The fishing lake in the parkland is in use, it is a rather dreamy, reedy mere.
I pass the long curve of railings,
and pull into the wooded car park. Bogard is rich in trees, not only oaks, chestnuts and poplars, but more unusual species like aspens, a great stand of hornbeam, and a stately copper beech on the front lawn, which I love; they are much less frequent here than in Britain.
I hop across the rutted secondary gateway, and approach around the side, watched by some guardians of the place.
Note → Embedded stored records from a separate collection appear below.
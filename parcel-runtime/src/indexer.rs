//! Event dispatch and per-event atomicity.
//!
//! The [`Indexer`] consumes one ordered event log and applies each
//! event as a single repository write batch: either every row the
//! handler staged lands, or none do. Replaying a prefix of the log
//! always yields the same dataset.
//!
//! Claims and transfers are emitted by the registry contracts and carry
//! their license id. Bid-lifecycle events are emitted by the
//! per-license instance deployed at claim time and carry none; the
//! indexer keeps an address → license routing table, extended on every
//! claim, and asks the host to deliver that instance's logs via the
//! [`InstanceRegistry`] seam.

use std::collections::HashMap;
use std::sync::Arc;

use alloy::primitives::{Address, U256};
use tracing::{debug, info, warn};

use crate::adapter::{ClaimVersion, ParcelShape, VersionAdapter};
use crate::config::{GeometryMode, IndexerConfig};
use crate::coordinate::{traverse_path, Coordinate};
use crate::entities::{
    address_id, parcel_id, point_id, EntityKind, GeoPoint, GridCoordinate, Parcel, ParcelGeometry,
};
use crate::error::IndexerError;
use crate::events::{Event, EventKind, EventMeta};
use crate::projection::{bounding_box_of, cell_corners, rect_bounding_box, BoundingBox};
use crate::reconciler::Reconciler;
use crate::repo::{EntityRepository, EventTxn};

/// Contract generation of a freshly deployed per-license instance.
#[derive(Debug, Clone, Copy, PartialEq, Eq)]
pub enum InstanceKind {
    LicenseDiamondV1,
    LicenseDiamondV2,
}

/// Host seam for dynamic log sources. Called once per claim with the
/// address of the instance whose future logs the host must deliver.
pub trait InstanceRegistry: Send + Sync {
    fn register_instance(&self, address: Address, kind: InstanceKind, license_id: U256);
}

/// Registry for hosts that already deliver every relevant log.
pub struct LoggingRegistry;

impl InstanceRegistry for LoggingRegistry {
    fn register_instance(&self, address: Address, kind: InstanceKind, license_id: U256) {
        info!(address = %address, ?kind, license = %license_id, "instance registered");
    }
}

/// What [`Indexer::apply`] did with an event.
#[derive(Debug, Clone, Copy, PartialEq, Eq)]
pub enum ApplyOutcome {
    Applied,
    /// The event came from an address with no known route and was
    /// dropped without touching the dataset.
    SkippedUnrouted,
}

#[derive(Debug, Clone, Copy, Default, PartialEq, Eq)]
pub struct ReplaySummary {
    pub applied: u64,
    pub skipped: u64,
    pub failed: u64,
}

pub struct Indexer {
    config: IndexerConfig,
    adapter: VersionAdapter,
    repo: Box<dyn EntityRepository>,
    registry: Arc<dyn InstanceRegistry>,
    routes: HashMap<Address, U256>,
    cursor: Option<(u64, u64)>,
}

impl Indexer {
    pub fn new(
        config: IndexerConfig,
        adapter: VersionAdapter,
        repo: Box<dyn EntityRepository>,
        registry: Arc<dyn InstanceRegistry>,
    ) -> Self {
        Self {
            config,
            adapter,
            repo,
            registry,
            routes: HashMap::new(),
            cursor: None,
        }
    }

    pub fn repo(&self) -> &dyn EntityRepository {
        self.repo.as_ref()
    }

    /// Apply one event atomically.
    ///
    /// On error nothing the handler staged reaches the repository; the
    /// host decides whether to retry or skip, and routes and cursor are
    /// only advanced on success.
    pub async fn apply(&mut self, event: &Event) -> Result<ApplyOutcome, IndexerError> {
        if let Some(cursor) = self.cursor {
            if event.meta.position() <= cursor {
                warn!(
                    block = event.meta.block_number,
                    log_index = event.meta.log_index,
                    "event at or before cursor, applying idempotently"
                );
            }
        }

        let mut txn = EventTxn::new(self.repo.as_ref());
        let mut registration: Option<(Address, InstanceKind, U256)> = None;
        let meta = &event.meta;

        match event.kind.clone() {
            EventKind::ParcelClaimed { license_id } => {
                let (diamond, kind) = Self::claim(
                    &self.config,
                    &self.adapter,
                    &mut txn,
                    license_id,
                    ClaimVersion::V1,
                    meta,
                )
                .await?;
                registration = Some((diamond, kind, license_id));
            }
            EventKind::ParcelClaimedV2 { license_id } => {
                let (diamond, kind) = Self::claim(
                    &self.config,
                    &self.adapter,
                    &mut txn,
                    license_id,
                    ClaimVersion::V2,
                    meta,
                )
                .await?;
                registration = Some((diamond, kind, license_id));
            }
            EventKind::BidChanged => {
                let Some(license_id) = Self::route(&self.routes, meta) else {
                    return Ok(ApplyOutcome::SkippedUnrouted);
                };
                Reconciler::new(&mut txn, &self.adapter)
                    .bid_changed(license_id, meta.address, meta)
                    .await?;
            }
            EventKind::TransferTriggered { bidder } | EventKind::BidAccepted { bidder } => {
                let Some(license_id) = Self::route(&self.routes, meta) else {
                    return Ok(ApplyOutcome::SkippedUnrouted);
                };
                debug!(bidder = %bidder, license = %license_id, "pending bid promoted");
                Reconciler::new(&mut txn, &self.adapter)
                    .promote_pending(license_id, meta)
                    .await?;
            }
            EventKind::LicenseReclaimed => {
                let Some(license_id) = Self::route(&self.routes, meta) else {
                    return Ok(ApplyOutcome::SkippedUnrouted);
                };
                Reconciler::new(&mut txn, &self.adapter)
                    .reclaimed(license_id, meta.address, meta)
                    .await?;
            }
            EventKind::PayerContributionRateUpdated {
                payer,
                contribution_rate,
            } => {
                let Some(license_id) = Self::route(&self.routes, meta) else {
                    return Ok(ApplyOutcome::SkippedUnrouted);
                };
                Reconciler::new(&mut txn, &self.adapter)
                    .contribution_rate_updated(license_id, meta.address, payer, contribution_rate, meta)
                    .await?;
            }
            EventKind::PayerForSalePriceUpdated {
                payer,
                for_sale_price,
            } => {
                let Some(license_id) = Self::route(&self.routes, meta) else {
                    return Ok(ApplyOutcome::SkippedUnrouted);
                };
                Reconciler::new(&mut txn, &self.adapter)
                    .for_sale_price_updated(license_id, meta.address, payer, for_sale_price, meta)
                    .await?;
            }
            EventKind::PayerContentHashUpdated { payer } => {
                let Some(license_id) = Self::route(&self.routes, meta) else {
                    return Ok(ApplyOutcome::SkippedUnrouted);
                };
                Reconciler::new(&mut txn, &self.adapter)
                    .content_hash_updated(license_id, meta.address, payer, meta)
                    .await?;
            }
            EventKind::Transfer { to, token_id } => {
                Reconciler::new(&mut txn, &self.adapter)
                    .ownership_transferred(token_id, to, meta)?;
            }
            EventKind::LicenseInfoUpdated {
                license_id,
                value,
                expiration_timestamp,
            } => {
                Reconciler::new(&mut txn, &self.adapter).license_info_updated(
                    license_id,
                    value,
                    expiration_timestamp,
                )?;
            }
            EventKind::RootContentCidUpdated { token_id, root_cid } => {
                Reconciler::new(&mut txn, &self.adapter).root_cid_updated(token_id, root_cid)?;
            }
            EventKind::RootContentCidRemoved { token_id } => {
                Reconciler::new(&mut txn, &self.adapter).root_cid_removed(token_id)?;
            }
        }

        let batch = txn.into_batch();
        self.repo.apply(batch)?;

        if let Some((address, kind, license_id)) = registration {
            self.registry.register_instance(address, kind, license_id);
            self.routes.insert(address, license_id);
        }
        self.cursor = Some(event.meta.position());
        Ok(ApplyOutcome::Applied)
    }

    /// Replay an ordered event log front to back. Failed events are
    /// counted and skipped; every applied event landed atomically.
    pub async fn replay(&mut self, events: &[Event]) -> ReplaySummary {
        let mut summary = ReplaySummary::default();
        for event in events {
            match self.apply(event).await {
                Ok(ApplyOutcome::Applied) => summary.applied += 1,
                Ok(ApplyOutcome::SkippedUnrouted) => summary.skipped += 1,
                Err(e) => {
                    warn!(
                        block = event.meta.block_number,
                        log_index = event.meta.log_index,
                        error = %e,
                        "event aborted"
                    );
                    summary.failed += 1;
                }
            }
        }
        info!(
            applied = summary.applied,
            skipped = summary.skipped,
            failed = summary.failed,
            "replay complete"
        );
        summary
    }

    fn route(routes: &HashMap<Address, U256>, meta: &EventMeta) -> Option<U256> {
        let license = routes.get(&meta.address).copied();
        if license.is_none() {
            warn!(address = %meta.address, "no route for emitting instance, skipping event");
        }
        license
    }

    /// Handle a claim: read geometry and the instance address from the
    /// registry, persist the parcel and its derived geometry rows.
    ///
    /// Geometry is a pure function of the claim inputs, so reprocessing
    /// a claim rewrites byte-identical rows.
    async fn claim(
        config: &IndexerConfig,
        adapter: &VersionAdapter,
        txn: &mut EventTxn<'_>,
        license_id: U256,
        version: ClaimVersion,
        meta: &EventMeta,
    ) -> Result<(Address, InstanceKind), IndexerError> {
        let info = adapter.claim_info(license_id, version).await?;
        let pid = parcel_id(license_id);

        let mut parcel = txn
            .get::<Parcel>(EntityKind::Parcel, &pid)?
            .unwrap_or_else(|| Parcel::skeleton(pid.clone(), meta.block_number));
        parcel.license_diamond = Some(address_id(&info.diamond));
        parcel.content_hash = adapter
            .content_hash(info.diamond, crate::adapter::BidSlot::Current)
            .await?;

        match info.shape {
            ParcelShape::Path { origin, runs } => {
                let outcome = traverse_path(
                    Coordinate::new(origin),
                    &runs,
                    &config.grid,
                    config.max_traversal_steps,
                );
                parcel.geometry_incomplete = outcome.truncated;

                match config.geometry_mode {
                    GeometryMode::Full => {
                        let mut ids = Vec::with_capacity(outcome.cells.len());
                        for cell in &outcome.cells {
                            ids.push(Self::put_cell(config, txn, *cell, &pid, meta)?);
                        }
                        parcel.geometry = ParcelGeometry::Coordinates { ids };
                    }
                    GeometryMode::BoundingBox => {
                        // Nonempty: traversal always emits the origin.
                        let bbox = bounding_box_of(&outcome.cells, &config.grid)
                            .expect("traversal emits at least the origin");
                        Self::put_ring_points(txn, &bbox)?;
                        parcel.geometry = Self::bbox_geometry(&bbox);
                    }
                }
            }
            // Rectangle claims are a bounding box by construction, in
            // either geometry mode.
            ParcelShape::Rect {
                sw,
                lat_count,
                lng_count,
            } => {
                let bbox =
                    rect_bounding_box(Coordinate::new(sw), lat_count, lng_count, &config.grid);
                Self::put_ring_points(txn, &bbox)?;
                parcel.geometry = Self::bbox_geometry(&bbox);
            }
        }

        txn.put(EntityKind::Parcel, &pid, &parcel)?;

        let kind = match version {
            ClaimVersion::V1 => InstanceKind::LicenseDiamondV1,
            ClaimVersion::V2 => InstanceKind::LicenseDiamondV2,
        };
        Ok((info.diamond, kind))
    }

    /// Persist one visited cell and its four corner points, returning
    /// the cell's id. Corner points are shared across cells by id.
    fn put_cell(
        config: &IndexerConfig,
        txn: &mut EventTxn<'_>,
        cell: Coordinate,
        parcel: &str,
        meta: &EventMeta,
    ) -> Result<String, IndexerError> {
        let corners = cell_corners(cell, &config.grid);
        let mut corner_ids: [String; 4] = Default::default();
        for (slot, pos) in corner_ids.iter_mut().zip(corners) {
            let id = point_id(pos.lon, pos.lat);
            txn.put(
                EntityKind::GeoPoint,
                &id,
                &GeoPoint {
                    id: id.clone(),
                    lon: pos.lon,
                    lat: pos.lat,
                },
            )?;
            *slot = id;
        }

        let [bl, br, tr, tl] = corner_ids;
        let id = cell.id();
        txn.put(
            EntityKind::GridCoordinate,
            &id,
            &GridCoordinate {
                id: id.clone(),
                point_bl: bl,
                point_br: br,
                point_tr: tr,
                point_tl: tl,
                parcel: parcel.to_string(),
                created_at_block: meta.block_number,
            },
        )?;
        Ok(id)
    }

    /// Persist the four distinct ring corners of a bounding box.
    fn put_ring_points(txn: &mut EventTxn<'_>, bbox: &BoundingBox) -> Result<(), IndexerError> {
        for pos in &bbox.ring()[..4] {
            let id = point_id(pos.lon, pos.lat);
            txn.put(
                EntityKind::GeoPoint,
                &id,
                &GeoPoint {
                    id: id.clone(),
                    lon: pos.lon,
                    lat: pos.lat,
                },
            )?;
        }
        Ok(())
    }

    fn bbox_geometry(bbox: &BoundingBox) -> ParcelGeometry {
        ParcelGeometry::BoundingBox {
            north: bbox.north,
            south: bbox.south,
            east: bbox.east,
            west: bbox.west,
        }
    }
}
"Child Roland to the dark tower came..."
I don't in general do much hobnobbing with château dwelling folk. Their lives are a closed book to me. We spent one holiday before we came here to live, meandering down the Loire and its tributaries, and didn't enter a single chateau, but looked at them from the outside a little and moved on. It wasn't only the high entrance fees, or the disinclination to rub shoulders with so many coach parties, but a fear of being overwhelmed and stifled by their grandeur, the prospect of lugubrious and rather hostile rooms full of gilding and curlicues, a sense of alienation, though I liked the story of how they smuggled the Resistance members across the river down the colonnades and corridors of Chenonceaux. I have visited lesser known country châteaux occasionally, and felt a sensation as I approached them across their vast empty forecourts of something akin to true agoraphobia ( I also felt it in the approach to the Australian Parliament in Canberra), of wanting to run and hide or slink to the edges of the space and approach in a roundabout way, as if the building is making me feel unwelcome, bidding me to shrink and skulk in its presence. Inside I have felt oppressed then depressed by the atmosphere, found them lifeless and uninteresting.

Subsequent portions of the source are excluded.